いや、キャンプで一緒にお米炊いたりしたけど。
お米仲間になったけども。
今現在、それでもなかなか話しかけるタイミングを逃していた。
俺は誰とでも話ができる社交性があると自負してるつもりではいる。
…いや、いくらぴくとさん本人が自身をコミュ障とか言ってたとしても、社交性がないと言ってるわけじゃない、決して。
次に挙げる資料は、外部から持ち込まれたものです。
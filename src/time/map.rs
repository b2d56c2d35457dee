//! Ordered time-keyed container with seek-mode lookup

use std::collections::btree_map::{self, BTreeMap};
use std::ops::Bound::{Excluded, Unbounded};

use serde::{Deserialize, Serialize};

use super::stamp::Time;

/// How a requested time resolves to a stored key.
///
/// Lower/upper bound follow the "request is a bound on the result" reading,
/// which is not quite the same as the like-named container searches.
#[derive(Debug, Clone, Copy, PartialEq, Eq, Hash, Default, Serialize, Deserialize)]
pub enum SeekMode {
    /// Implementation chooses; resolves as [`SeekMode::Nearest`].
    #[default]
    Unspecified,
    /// Closest key; a split distance picks the earlier key.
    Nearest,
    /// Smallest key `>=` the request.
    LowerBound,
    /// Largest key `<=` the request.
    UpperBound,
    /// Only a key equal to the request.
    Exact,
    /// Smallest key strictly after the request.
    Next,
    /// Largest key strictly before the request.
    Previous,
}

/// Ordered map from [`Time`] to `V`.
///
/// Keys iterate in strictly increasing order and inserting an existing key
/// overwrites its value.
#[derive(Debug, Clone, PartialEq, Eq)]
pub struct TimeMap<V> {
    inner: BTreeMap<Time, V>,
}

impl<V> Default for TimeMap<V> {
    fn default() -> Self {
        Self {
            inner: BTreeMap::new(),
        }
    }
}

impl<V> TimeMap<V> {
    pub fn new() -> Self {
        Self::default()
    }

    pub fn insert(&mut self, time: Time, value: V) -> Option<V> {
        self.inner.insert(time, value)
    }

    pub fn remove(&mut self, time: Time) -> Option<V> {
        self.inner.remove(&time)
    }

    pub fn clear(&mut self) {
        self.inner.clear();
    }

    pub fn get(&self, time: Time) -> Option<&V> {
        self.inner.get(&time)
    }

    pub fn contains(&self, time: Time) -> bool {
        self.inner.contains_key(&time)
    }

    pub fn len(&self) -> usize {
        self.inner.len()
    }

    pub fn is_empty(&self) -> bool {
        self.inner.is_empty()
    }

    pub fn first(&self) -> Option<(Time, &V)> {
        self.inner.first_key_value().map(|(k, v)| (*k, v))
    }

    pub fn last(&self) -> Option<(Time, &V)> {
        self.inner.last_key_value().map(|(k, v)| (*k, v))
    }

    pub fn keys(&self) -> impl DoubleEndedIterator<Item = Time> + '_ {
        self.inner.keys().copied()
    }

    pub fn values(&self) -> impl DoubleEndedIterator<Item = &V> + '_ {
        self.inner.values()
    }

    pub fn iter(&self) -> impl DoubleEndedIterator<Item = (Time, &V)> + '_ {
        self.inner.iter().map(|(k, v)| (*k, v))
    }

    /// The key set of this map, without values.
    pub fn key_map(&self) -> TimeMap<()> {
        self.keys().map(|k| (k, ())).collect()
    }

    /// Resolve `time` under `mode` to a stored entry.
    ///
    /// Returns `None` when nothing satisfies the mode; never substitutes a
    /// different mode.
    pub fn find(&self, time: Time, mode: SeekMode) -> Option<(Time, &V)> {
        let entry = match mode {
            SeekMode::Exact => self.inner.get_key_value(&time),
            SeekMode::LowerBound => self.inner.range(time..).next(),
            SeekMode::UpperBound => self.inner.range(..=time).next_back(),
            SeekMode::Next => self.inner.range((Excluded(time), Unbounded)).next(),
            SeekMode::Previous => self.inner.range(..time).next_back(),
            SeekMode::Nearest | SeekMode::Unspecified => self.find_nearest(time),
        };
        entry.map(|(k, v)| (*k, v))
    }

    /// Key-only form of [`TimeMap::find`].
    pub fn find_key(&self, time: Time, mode: SeekMode) -> Option<Time> {
        self.find(time, mode).map(|(k, _)| k)
    }

    fn find_nearest(&self, time: Time) -> Option<(&Time, &V)> {
        let below = self.inner.range(..=time).next_back();
        let above = self.inner.range((Excluded(time), Unbounded)).next();

        match (below, above) {
            (Some(b), Some(a)) => {
                if a.0.abs_diff(time) < time.abs_diff(*b.0) {
                    Some(a)
                } else {
                    Some(b)
                }
            }
            (b, a) => b.or(a),
        }
    }
}

impl<V: Clone> TimeMap<V> {
    /// Merge `other` into this map; entries from `other` win on collision.
    pub fn insert_all(&mut self, other: &TimeMap<V>) {
        for (k, v) in other.iter() {
            self.inner.insert(k, v.clone());
        }
    }
}

impl<V> FromIterator<(Time, V)> for TimeMap<V> {
    fn from_iter<I: IntoIterator<Item = (Time, V)>>(iter: I) -> Self {
        Self {
            inner: iter.into_iter().collect(),
        }
    }
}

impl<V> IntoIterator for TimeMap<V> {
    type Item = (Time, V);
    type IntoIter = btree_map::IntoIter<Time, V>;

    fn into_iter(self) -> Self::IntoIter {
        self.inner.into_iter()
    }
}

impl<V> Extend<(Time, V)> for TimeMap<V> {
    fn extend<I: IntoIterator<Item = (Time, V)>>(&mut self, iter: I) {
        self.inner.extend(iter);
    }
}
こんなこと思ったことさえもしにがみさんに知られたら殺される。
「(声、かけるか)」
ソワソワしてるぴくとさんに近付く。
とりあえず体力温存はしといた方がよさそうだし、ソファーに座って策を考えた方がいい。
「あのぴくとさん」
「うわっハイッ!!」
裏返る声に驚かせてしまったみたいで謝る。
漫画みたいな驚き方にこっちも驚く。
そういえばビビりとも言ってたな…。
「、ごめんなさい…驚かせるつもりなかったんですけど……あの、とりあえず座りませんかって言おうと思って…」
ソファーを指差しぴくとさんに言う。
「あっ、あー!そうですね」
とりあえずソファーに2人で座る。
「……」
「……」
「(なんかめっちゃ距離取られてね?俺、ぴくとさんになんかしたんかな…)」
あれ、じゃあやっぱりしにがみさんに殺されるのは確定?
4人掛けくらいの大きく広い座り心地のいいソファー。
右寄りのところに俺は座ってるんだけど、ぴくとさんは左の1番端っこに身を寄せていた。
「(え?もしかして実は嫌われてたとか…?)」
それはそれでショックである。
ぴくさん呼びしても許されてる仲だと思ってたのに。
「……」
隣にちらりと目線だけ向ければぴくとさんは天井や壁を見ていた。
どことなく忙しなく動いてる目と
、その横顔を袋越しに見る。
「(…つーか、この人もホントにかっこいいな)」
どうして俺の周りには顔面偏差値の高い人たちしかいないんだろうか。
世の中不公平だ。
自分の平凡さに泣きそうになる。
こんなん被ってたら変質者と変わらないけどさ。
いや、被ってなくても普通の顔だし、取り柄も特徴もない顔だけど。
「……」
相変わらず視線は忙しいけど、無言なぴくとさん。
何か話題でもあれば…。
なんてことを思いながら視線を自分のつま先に向けた。
頭に被る袋を取ってテーブルに置く。
「(部屋、もう一回見て回ろうかな…こっちの方がよく見えるし、なんか見落としてんのかもしんねぇし)」
うんうんと1人首を傾げながら悩む。
「………」
「………」
でも変な人が出てきても怖いし。
やっぱやめとこうかな、とか思ったりして。
結局、長い沈黙がしばらくの間流れた。
「(こういう状況なったことないしな…)」
ここに一緒に閉じ込められたのがクロノアさんとか、ぺいんとだったらどうにかできたと思う。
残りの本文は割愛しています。